### WORK ORDER
Only the lines from the first line of the records through the line containing "let version = match" belong in the answer. Copy them exactly.

───── PROVIDED INFORMATION

use super::{Operation, PlanBackend};
use crate::core::error::{StorageError, StorageResult};
use crate::core::types::Fingerprint;
use crate::storage::layout::{
    current_surface, decode_plan, encode_plan, upgrade_records, StoredPlan, LAYOUT_VERSION,
    META_LAYOUT_VERSION, META_SURFACE,
};
use crate::storage::redb_types::{ByteKey, META_TABLE, PLANS_TABLE};
use redb::{Database, ReadableTable, WriteTransaction};
use std::path::{Path, PathBuf};

/// redb 文件后端
///
/// 打开时在同一个写事务内完成布局检查：
/// 空库安装当前布局，旧布局整体升级，未知布局拒绝打开。
pub struct RedbPlanBackend {
    db: Database,
    db_path: PathBuf,
}

impl RedbPlanBackend {
    pub fn open<P: AsRef<Path>>(path: P) -> StorageResult<Self> {
        let db_path = path.as_ref().to_path_buf();
        if let Some(parent) = db_path.parent() {
            if !parent.as_os_str().is_empty() {
                std::fs::create_dir_all(parent)?;
            }
        }

        let db = Database::create(&db_path).map_err(|e| StorageError::DbError(e.to_string()))?;

        let write_txn = db
            .begin_write()
            .map_err(|e| StorageError::DbError(e.to_string()))?;
        Self::prepare_layout(&write_txn)?;
        write_txn
            .commit()
            .map_err(|e| StorageError::DbError(e.to_string()))?;

        log::info!("计划存储已打开: {}", db_path.display());
        Ok(Self { db, db_path })
    }

    pub fn path(&self) -> &Path {
        &self.db_path
    }

    fn prepare_layout(write_txn: &WriteTransaction) -> StorageResult<()> {
        let mut meta = write_txn
            .open_table(META_TABLE)
            .map_err(|e| StorageError::DbError(e.to_string()))?;
        let mut plans = write_txn
            .open_table(PLANS_TABLE)
            .map_err(|e| StorageError::DbError(e.to_string()))?;

        let installed = meta
            .get(ByteKey(META_LAYOUT_VERSION.to_vec()))
            .map_err(|e| StorageError::DbError(e.to_string()))?
            .map(|value| value.value().0);

        let version = match installed {
            Some(bytes) => parse_version(&bytes)?,
            None => {
                let has_plans = plans
                    .iter()
                    .map_err(|e| StorageError::DbError(e.to_string()))?
                    .next()
                    .is_some();
                if has_plans {
                    return Err(StorageError::UnsupportedLayout(0));
                }
                log::info!("初始化计划存储布局 v{}", LAYOUT_VERSION);
                LAYOUT_VERSION
            }
        };

        if version > LAYOUT_VERSION || version == 0 {
            return Err(StorageError::UnsupportedLayout(version));
        }

        if version < LAYOUT_VERSION {
            let mut raw = Vec::new();
            for item in plans
                .iter()
                .map_err(|e| StorageError::DbError(e.to_string()))?
            {
                let (key, value) = item.map_err(|e| StorageError::DbError(e.to_string()))?;
                raw.push((key.value().0, value.value().0));
            }

            let (keys, values): (Vec<_>, Vec<_>) = raw.into_iter().unzip();
            let upgraded = upgrade_records(version, values)?;
            let count = upgraded.len();
            for (key, mut plan) in keys.into_iter().zip(upgraded) {
                if let Some(fingerprint) = Fingerprint::from_key_bytes(&key) {
                    plan.fingerprint = fingerprint;
                }
                plans
                    .insert(ByteKey(key), ByteKey(encode_plan(&plan)?))
                    .map_err(|e| StorageError::DbError(e.to_string()))?;
            }
            log::info!(
                "计划存储布局已从 v{} 升级到 v{}，共 {} 条记录",
                version,
                LAYOUT_VERSION,
                count
            );
        }

        // 管理接口定义只由版本决定，每次打开都重写，升级后与全新安装一致
        meta.insert(
            ByteKey(META_LAYOUT_VERSION.to_vec()),
            ByteKey(LAYOUT_VERSION.to_string().into_bytes()),
        )
        .map_err(|e| StorageError::DbError(e.to_string()))?;
        meta.insert(
            ByteKey(META_SURFACE.to_vec()),
            ByteKey(current_surface().into_bytes()),
        )
        .map_err(|e| StorageError::DbError(e.to_string()))?;
        Ok(())
    }

    fn read_meta(&self, key: &[u8]) -> StorageResult<Option<Vec<u8>>> {
        let read_txn = self
            .db
            .begin_read()
            .map_err(|e| StorageError::DbError(e.to_string()))?;
        let table = read_txn
            .open_table(META_TABLE)
            .map_err(|e| StorageError::DbError(e.to_string()))?;

        match table
            .get(ByteKey(key.to_vec()))
            .map_err(|e| StorageError::DbError(e.to_string()))?
        {
            Some(value) => Ok(Some(value.value().0)),
            None => Ok(None),
        }
    }
}

fn parse_version(bytes: &[u8]) -> StorageResult<u32> {
    std::str::from_utf8(bytes)
        .ok()
        .and_then(|s| s.trim().parse::<u32>().ok())
        .ok_or_else(|| StorageError::DeserializeError("无法解析布局版本".to_string()))
}

impl PlanBackend for RedbPlanBackend {
    fn load_all(&self) -> StorageResult<Vec<StoredPlan>> {
        let read_txn = self
            .db
            .begin_read()
            .map_err(|e| StorageError::DbError(e.to_string()))?;
        let table = read_txn
            .open_table(PLANS_TABLE)
            .map_err(|e| StorageError::DbError(e.to_string()))?;

        let mut plans = Vec::new();
        for item in table
            .iter()
            .map_err(|e| StorageError::DbError(e.to_string()))?
        {
            let (_, value) = item.map_err(|e| StorageError::DbError(e.to_string()))?;
            plans.push(decode_plan(&value.value().0)?);
        }
        Ok(plans)
    }

    fn put(&self, plan: &StoredPlan) -> StorageResult<()> {
        self.batch(vec![Operation::Put(plan.clone())])
    }

    fn delete(&self, fingerprint: Fingerprint) -> StorageResult<()> {
        self.batch(vec![Operation::Delete(fingerprint)])
    }

    fn batch(&self, ops: Vec<Operation>) -> StorageResult<()> {
        let write_txn = self
            .db
            .begin_write()
            .map_err(|e| StorageError::DbError(e.to_string()))?;
        {
            let mut table = write_txn
                .open_table(PLANS_TABLE)
                .map_err(|e| StorageError::DbError(e.to_string()))?;

            for op in ops {
                match op {
                    Operation::Put(plan) => {
                        table
                            .insert(
                                ByteKey(plan.fingerprint.to_key_bytes().to_vec()),
                                ByteKey(encode_plan(&plan)?),
                            )
                            .map_err(|e| StorageError::DbError(e.to_string()))?;
                    }
                    Operation::Delete(fingerprint) => {
                        table
                            .remove(ByteKey(fingerprint.to_key_bytes().to_vec()))
                            .map_err(|e| StorageError::DbError(e.to_string()))?;
                    }
                }
            }
        }
        write_txn
            .commit()
            .map_err(|e| StorageError::DbError(e.to_string()))?;
        Ok(())
    }

    fn layout_version(&self) -> StorageResult<u32> {
        match self.read_meta(META_LAYOUT_VERSION)? {
            Some(bytes) => parse_version(&bytes),
            None => Err(StorageError::DbError("缺少布局版本".to_string())),
        }
    }

    fn surface(&self) -> StorageResult<String> {
        let bytes = self
            .read_meta(META_SURFACE)?
            .ok_or_else(|| StorageError::DbError("缺少管理接口定义".to_string()))?;
        String::from_utf8(bytes).map_err(|e| StorageError::DeserializeError(e.to_string()))
    }

    fn name(&self) -> &'static str {
        "redb"
    }
}

#[cfg(test)]
mod tests {
    use super::*;
    use crate::cache::entry::DependencySet;
    use crate::core::types::ObjectId;
    use crate::storage::layout::{surface_definition, LegacyPlanV1};
    use chrono::Utc;
    use tempfile::TempDir;

    fn stored(fp: u64) -> StoredPlan {
        StoredPlan {
            fingerprint: Fingerprint(fp),
            query_text: format!("SELECT {}", fp),
            plan_hash: fp,
            payload: vec![fp as u8],
            dependencies: DependencySet::new().with_relation(100),
            valid: true,
            usage_count: 3,
            created_at: Utc::now(),
        }
    }

    fn write_v1_database(path: &Path, plans: &[LegacyPlanV1]) {
        let db = Database::create(path).expect("create database");
        let txn = db.begin_write().expect("begin write");
        {
            let mut meta = txn.open_table(META_TABLE).expect("open meta");
            meta.insert(
                ByteKey(META_LAYOUT_VERSION.to_vec()),
                ByteKey(b"1".to_vec()),
            )
            .expect("insert version");
            let surface = surface_definition(1).expect("v1 surface").render();
            meta.insert(ByteKey(META_SURFACE.to_vec()), ByteKey(surface.into_bytes()))
                .expect("insert surface");

            let mut table = txn.open_table(PLANS_TABLE).expect("open plans");
            for plan in plans {
                table
                    .insert(
                        ByteKey(Fingerprint(plan.query_hash).to_key_bytes().to_vec()),
                        ByteKey(serde_json::to_vec(plan).expect("encode legacy")),
                    )
                    .expect("insert plan");
            }
        }
        txn.commit().expect("commit");
    }

    #[test]
    fn test_fresh_install() {
        let temp_dir = TempDir::new().expect("Failed to create temp dir");
        let backend =
            RedbPlanBackend::open(temp_dir.path().join("plans.redb")).expect("open backend");
        assert_eq!(backend.layout_version().expect("version"), LAYOUT_VERSION);
        assert_eq!(backend.surface().expect("surface"), current_surface());
        assert!(backend.load_all().expect("load").is_empty());
    }

    #[test]
    fn test_persists_across_reopen() {
        let temp_dir = TempDir::new().expect("Failed to create temp dir");
        let path = temp_dir.path().join("plans.redb");
        {
            let backend = RedbPlanBackend::open(&path).expect("open backend");
            backend.put(&stored(1)).expect("put");
            backend.put(&stored(2)).expect("put");
            backend.delete(Fingerprint(1)).expect("delete");
        }

        let backend = RedbPlanBackend::open(&path).expect("reopen backend");
        let plans = backend.load_all().expect("load");
        assert_eq!(plans.len(), 1);
        assert_eq!(plans[0].fingerprint, Fingerprint(2));
        assert_eq!(plans[0].usage_count, 3);
    }

    #[test]
    fn test_upgrade_from_v1_matches_fresh_surface() {
        let temp_dir = TempDir::new().expect("Failed to create temp dir");
        let legacy_path = temp_dir.path().join("legacy.redb");
        write_v1_database(
            &legacy_path,
            &[
                LegacyPlanV1 {
                    query_hash: 0xabc,
                    plan: b"p1".to_vec(),
                    enable: true,
                    reloids: vec![16384],
                },
                LegacyPlanV1 {
                    query_hash: 0xdef,
                    plan: b"p2".to_vec(),
                    enable: false,
                    reloids: vec![16384, 16390],
                },
            ],
        );

        let upgraded = RedbPlanBackend::open(&legacy_path).expect("upgrade on open");
        let fresh =
            RedbPlanBackend::open(temp_dir.path().join("fresh.redb")).expect("fresh backend");

        assert_eq!(
            upgraded.surface().expect("surface"),
            fresh.surface().expect("surface")
        );
        assert_eq!(upgraded.layout_version().expect("version"), LAYOUT_VERSION);

        let plans = upgraded.load_all().expect("load");
        assert_eq!(plans.len(), 2);
        let invalid = plans
            .iter()
            .find(|p| p.fingerprint == Fingerprint(0xdef))
            .expect("legacy entry kept");
        assert!(!invalid.valid);
        assert!(invalid.dependencies.contains(ObjectId(16390)));
    }

    #[test]
    fn test_future_layout_rejected() {
        let temp_dir = TempDir::new().expect("Failed to create temp dir");
        let path = temp_dir.path().join("future.redb");
        {
            let db = Database::create(&path).expect("create database");
            let txn = db.begin_write().expect("begin write");
            {
                let mut meta = txn.open_table(META_TABLE).expect("open meta");
                meta.insert(
                    ByteKey(META_LAYOUT_VERSION.to_vec()),
                    ByteKey(b"99".to_vec()),
                )
                .expect("insert version");
            }
            txn.commit().expect("commit");
        }

        let result = RedbPlanBackend::open(&path);
        assert!(matches!(result, Err(StorageError::UnsupportedLayout(99))));
    }
}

──────────

### RESULT FOR THIS EXERCISE
use super::{Operation, PlanBackend};
use crate::core::error::{StorageError, StorageResult};
use crate::core::types::Fingerprint;
use crate::storage::layout::{
    current_surface, decode_plan, encode_plan, upgrade_records, StoredPlan, LAYOUT_VERSION,
    META_LAYOUT_VERSION, META_SURFACE,
};
use crate::storage::redb_types::{ByteKey, META_TABLE, PLANS_TABLE};
use redb::{Database, ReadableTable, WriteTransaction};
use std::path::{Path, PathBuf};

/// redb 文件后端
///
/// 打开时在同一个写事务内完成布局检查：
/// 空库安装当前布局，旧布局整体升级，未知布局拒绝打开。
pub struct RedbPlanBackend {
    db: Database,
    db_path: PathBuf,
}

impl RedbPlanBackend {
    pub fn open<P: AsRef<Path>>(path: P) -> StorageResult<Self> {
        let db_path = path.as_ref().to_path_buf();
        if let Some(parent) = db_path.parent() {
            if !parent.as_os_str().is_empty() {
                std::fs::create_dir_all(parent)?;
            }
        }

        let db = Database::create(&db_path).map_err(|e| StorageError::DbError(e.to_string()))?;

        let write_txn = db
            .begin_write()
            .map_err(|e| StorageError::DbError(e.to_string()))?;
        Self::prepare_layout(&write_txn)?;
        write_txn
            .commit()
            .map_err(|e| StorageError::DbError(e.to_string()))?;

        log::info!("计划存储已打开: {}", db_path.display());
        Ok(Self { db, db_path })
    }

    pub fn path(&self) -> &Path {
        &self.db_path
    }

    fn prepare_layout(write_txn: &WriteTransaction) -> StorageResult<()> {
        let mut meta = write_txn
            .open_table(META_TABLE)
            .map_err(|e| StorageError::DbError(e.to_string()))?;
        let mut plans = write_txn
            .open_table(PLANS_TABLE)
            .map_err(|e| StorageError::DbError(e.to_string()))?;

        let installed = meta
            .get(ByteKey(META_LAYOUT_VERSION.to_vec()))
            .map_err(|e| StorageError::DbError(e.to_string()))?
            .map(|value| value.value().0);

        let version = match installed {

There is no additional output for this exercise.